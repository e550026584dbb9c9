//! Resource dependency graph
//!
//! Builds a DAG over the resources of a template so that references can be
//! checked and a deployment order derived. Edges point from a resource to the
//! resources that need it:
//!
//! - `Ref` and `Fn::GetAtt` inside properties
//! - explicit `DependsOn` entries

use std::cmp::Reverse;
use std::collections::{BinaryHeap, HashMap, HashSet, VecDeque};

use petgraph::algo::tarjan_scc;
use petgraph::graph::{DiGraph, NodeIndex};
use petgraph::visit::EdgeRef;
use petgraph::Direction;
use serde::Serialize;

use crate::error::{Error, Result};
use crate::template::Template;

/// A node in the dependency graph representing one resource
#[derive(Debug, Clone, Serialize)]
pub struct ResourceNode {
    /// Logical id
    pub id: String,
    /// CloudFormation resource type
    pub resource_type: String,
    /// Construct path, when the template recorded one
    pub path: Option<String>,
}

/// How one resource came to depend on another
#[derive(Debug, Clone, Copy, PartialEq, Eq, Serialize)]
#[serde(rename_all = "snake_case")]
pub enum DependencyKind {
    /// `Ref` / `Fn::GetAtt` in a property
    Reference,
    /// `DependsOn`
    Explicit,
}

/// The dependency graph for template resources
#[derive(Debug, Clone)]
pub struct DependencyGraph {
    graph: DiGraph<ResourceNode, DependencyKind>,
    node_indices: HashMap<String, NodeIndex>,
}

impl DependencyGraph {
    /// Build the graph for every resource in `template`.
    ///
    /// Fails with [`Error::DanglingReference`] when a resource points at a
    /// logical id the template does not declare.
    pub fn from_template(template: &Template) -> Result<Self> {
        let mut graph = DiGraph::new();
        let mut node_indices = HashMap::new();

        for (id, resource) in &template.resources {
            let idx = graph.add_node(ResourceNode {
                id: id.clone(),
                resource_type: resource.resource_type.clone(),
                path: resource.path().map(str::to_string),
            });
            node_indices.insert(id.clone(), idx);
        }

        for (id, resource) in &template.resources {
            let to_idx = node_indices[id];
            for target in resource.references() {
                let Some(&from_idx) = node_indices.get(&target) else {
                    return Err(Error::DanglingReference {
                        from: id.clone(),
                        to: target,
                    });
                };
                let kind = if resource.depends_on.contains(&target) {
                    DependencyKind::Explicit
                } else {
                    DependencyKind::Reference
                };
                graph.update_edge(from_idx, to_idx, kind);
            }
        }

        tracing::debug!(
            "Built dependency graph with {} resources and {} edges",
            graph.node_count(),
            graph.edge_count()
        );

        Ok(Self {
            graph,
            node_indices,
        })
    }

    /// Check for dependency cycles
    pub fn has_cycles(&self) -> bool {
        tarjan_scc(&self.graph)
            .iter()
            .any(|scc| scc.len() > 1 || self.is_self_loop(scc[0]))
    }

    /// Get all cycles in the graph, each as a list of logical ids
    pub fn get_cycles(&self) -> Vec<Vec<String>> {
        tarjan_scc(&self.graph)
            .into_iter()
            .filter(|scc| scc.len() > 1 || self.is_self_loop(scc[0]))
            .map(|mut scc| {
                scc.sort();
                scc.into_iter()
                    .filter_map(|idx| self.graph.node_weight(idx).map(|n| n.id.clone()))
                    .collect()
            })
            .collect()
    }

    fn is_self_loop(&self, idx: NodeIndex) -> bool {
        self.graph.contains_edge(idx, idx)
    }

    /// Topological order of resources.
    ///
    /// Among resources whose dependencies are satisfied, the one declared
    /// first in the template comes first, so the order is deterministic.
    pub fn deployment_order(&self) -> Result<Vec<String>> {
        let mut in_degree: Vec<usize> = self
            .graph
            .node_indices()
            .map(|idx| {
                self.graph
                    .neighbors_directed(idx, Direction::Incoming)
                    .count()
            })
            .collect();

        let mut ready: BinaryHeap<Reverse<NodeIndex>> = self
            .graph
            .node_indices()
            .filter(|idx| in_degree[idx.index()] == 0)
            .map(Reverse)
            .collect();

        let mut order = Vec::with_capacity(self.graph.node_count());
        while let Some(Reverse(idx)) = ready.pop() {
            order.push(self.graph[idx].id.clone());
            for next in self.graph.neighbors_directed(idx, Direction::Outgoing) {
                in_degree[next.index()] -= 1;
                if in_degree[next.index()] == 0 {
                    ready.push(Reverse(next));
                }
            }
        }

        if order.len() != self.graph.node_count() {
            let cycles = self
                .get_cycles()
                .iter()
                .map(|cycle| cycle.join(" -> "))
                .collect::<Vec<_>>()
                .join("; ");
            return Err(Error::DependencyCycle(cycles));
        }

        Ok(order)
    }

    /// Direct dependencies of a resource, in declaration order
    pub fn direct_dependencies(&self, id: &str) -> Vec<String> {
        self.neighbors_sorted(id, Direction::Incoming)
    }

    /// Direct dependents of a resource, in declaration order
    pub fn direct_dependents(&self, id: &str) -> Vec<String> {
        self.neighbors_sorted(id, Direction::Outgoing)
    }

    /// All resources a given resource depends on (direct and transitive)
    pub fn dependencies_of(&self, id: &str) -> Vec<String> {
        self.reachable(id, Direction::Incoming)
    }

    /// All resources that depend on a given resource (direct and transitive)
    pub fn dependents_of(&self, id: &str) -> Vec<String> {
        self.reachable(id, Direction::Outgoing)
    }

    fn neighbors_sorted(&self, id: &str, direction: Direction) -> Vec<String> {
        let Some(&idx) = self.node_indices.get(id) else {
            return Vec::new();
        };
        let mut neighbors: Vec<NodeIndex> =
            self.graph.neighbors_directed(idx, direction).collect();
        neighbors.sort();
        neighbors.dedup();
        neighbors
            .into_iter()
            .map(|n| self.graph[n].id.clone())
            .collect()
    }

    fn reachable(&self, id: &str, direction: Direction) -> Vec<String> {
        let mut seen = HashSet::new();
        let mut queue = VecDeque::new();

        if let Some(&start_idx) = self.node_indices.get(id) {
            queue.push_back(start_idx);

            while let Some(current) = queue.pop_front() {
                for neighbor in self.graph.neighbors_directed(current, direction) {
                    if neighbor != start_idx && seen.insert(neighbor) {
                        queue.push_back(neighbor);
                    }
                }
            }
        }

        let mut found: Vec<NodeIndex> = seen.into_iter().collect();
        found.sort();
        found
            .into_iter()
            .map(|idx| self.graph[idx].id.clone())
            .collect()
    }

    /// Get a node by logical id
    pub fn get_node(&self, id: &str) -> Option<&ResourceNode> {
        self.node_indices
            .get(id)
            .and_then(|idx| self.graph.node_weight(*idx))
    }

    /// Get the number of nodes
    pub fn node_count(&self) -> usize {
        self.graph.node_count()
    }

    /// Get the number of edges
    pub fn edge_count(&self) -> usize {
        self.graph.edge_count()
    }

    /// Generate a DOT format representation for visualization
    pub fn to_dot(&self) -> String {
        let mut output = String::new();
        output.push_str("digraph resources {\n");
        output.push_str("  rankdir=LR;\n");
        output.push_str("  node [shape=box];\n\n");

        for node in self.graph.node_weights() {
            output.push_str(&format!(
                "  \"{}\" [label=\"{}\\n{}\"];\n",
                node.id, node.id, node.resource_type
            ));
        }

        output.push('\n');

        for edge in self.graph.edge_references() {
            let source = &self.graph[edge.source()].id;
            let target = &self.graph[edge.target()].id;
            let style = match edge.weight() {
                DependencyKind::Reference => "solid",
                DependencyKind::Explicit => "dashed",
            };
            output.push_str(&format!(
                "  \"{}\" -> \"{}\" [style={}];\n",
                source, target, style
            ));
        }

        output.push_str("}\n");
        output
    }
}
//! List command
//!
//! Lists the synthesized resources in declaration order.

use super::{CommandContext, Runnable};
use anyhow::Result;
use clap::Parser;
use serde::Serialize;

/// Arguments for the list command
#[derive(Parser, Debug, Clone)]
pub struct ListArgs {
    /// Only list resources of this type (e.g. AWS::EC2::Subnet)
    #[arg(long = "type")]
    pub resource_type: Option<String>,

    /// Also list stack outputs
    #[arg(long)]
    pub outputs: bool,
}

#[derive(Debug, Serialize)]
struct ResourceEntry<'a> {
    logical_id: &'a str,
    #[serde(rename = "type")]
    resource_type: &'a str,
    path: Option<&'a str>,
}

impl ListArgs {
    /// Execute the list command
    pub async fn execute(&self, ctx: &mut CommandContext) -> Result<i32> {
        let template = ctx.synthesize().await?;

        let entries: Vec<ResourceEntry<'_>> = template
            .resources
            .iter()
            .filter(|(_, r)| {
                self.resource_type
                    .as_deref()
                    .map_or(true, |t| r.resource_type == t)
            })
            .map(|(id, r)| ResourceEntry {
                logical_id: id,
                resource_type: &r.resource_type,
                path: r.path(),
            })
            .collect();

        if ctx.output.is_structured() {
            let outputs: Vec<&str> = if self.outputs {
                template.outputs.keys().map(String::as_str).collect()
            } else {
                Vec::new()
            };
            ctx.output.document(&serde_json::json!({
                "resources": entries,
                "outputs": outputs,
            }))?;
            return Ok(0);
        }

        ctx.output
            .section(&format!("Resources ({})", entries.len()));
        let id_width = entries.iter().map(|e| e.logical_id.len()).max().unwrap_or(0);
        let type_width = entries
            .iter()
            .map(|e| e.resource_type.len())
            .max()
            .unwrap_or(0);
        for entry in &entries {
            ctx.output.line(&format!(
                "{:<id_width$}  {:<type_width$}  {}",
                entry.logical_id,
                entry.resource_type,
                entry.path.unwrap_or("-"),
            ));
        }

        if self.outputs {
            ctx.output
                .section(&format!("Outputs ({})", template.outputs.len()));
            for id in template.outputs.keys() {
                ctx.output.line(id);
            }
        }

        Ok(0)
    }
}

#[async_trait::async_trait]
impl Runnable for ListArgs {
    async fn run(&self, ctx: &mut CommandContext) -> Result<i32> {
        self.execute(ctx).await
    }
}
■ ■ ■ ■
§ **What you need to do**
Copy back the listing above exactly, but only from the line with "pub fn node_count(&self)" through the line with "pub fn to_dot(&self)", both ends included.

§ **Solution to this problem**
    pub fn node_count(&self) -> usize {
        self.graph.node_count()
    }

    /// Get the number of edges
    pub fn edge_count(&self) -> usize {
        self.graph.edge_count()
    }

    /// Generate a DOT format representation for visualization
    pub fn to_dot(&self) -> String {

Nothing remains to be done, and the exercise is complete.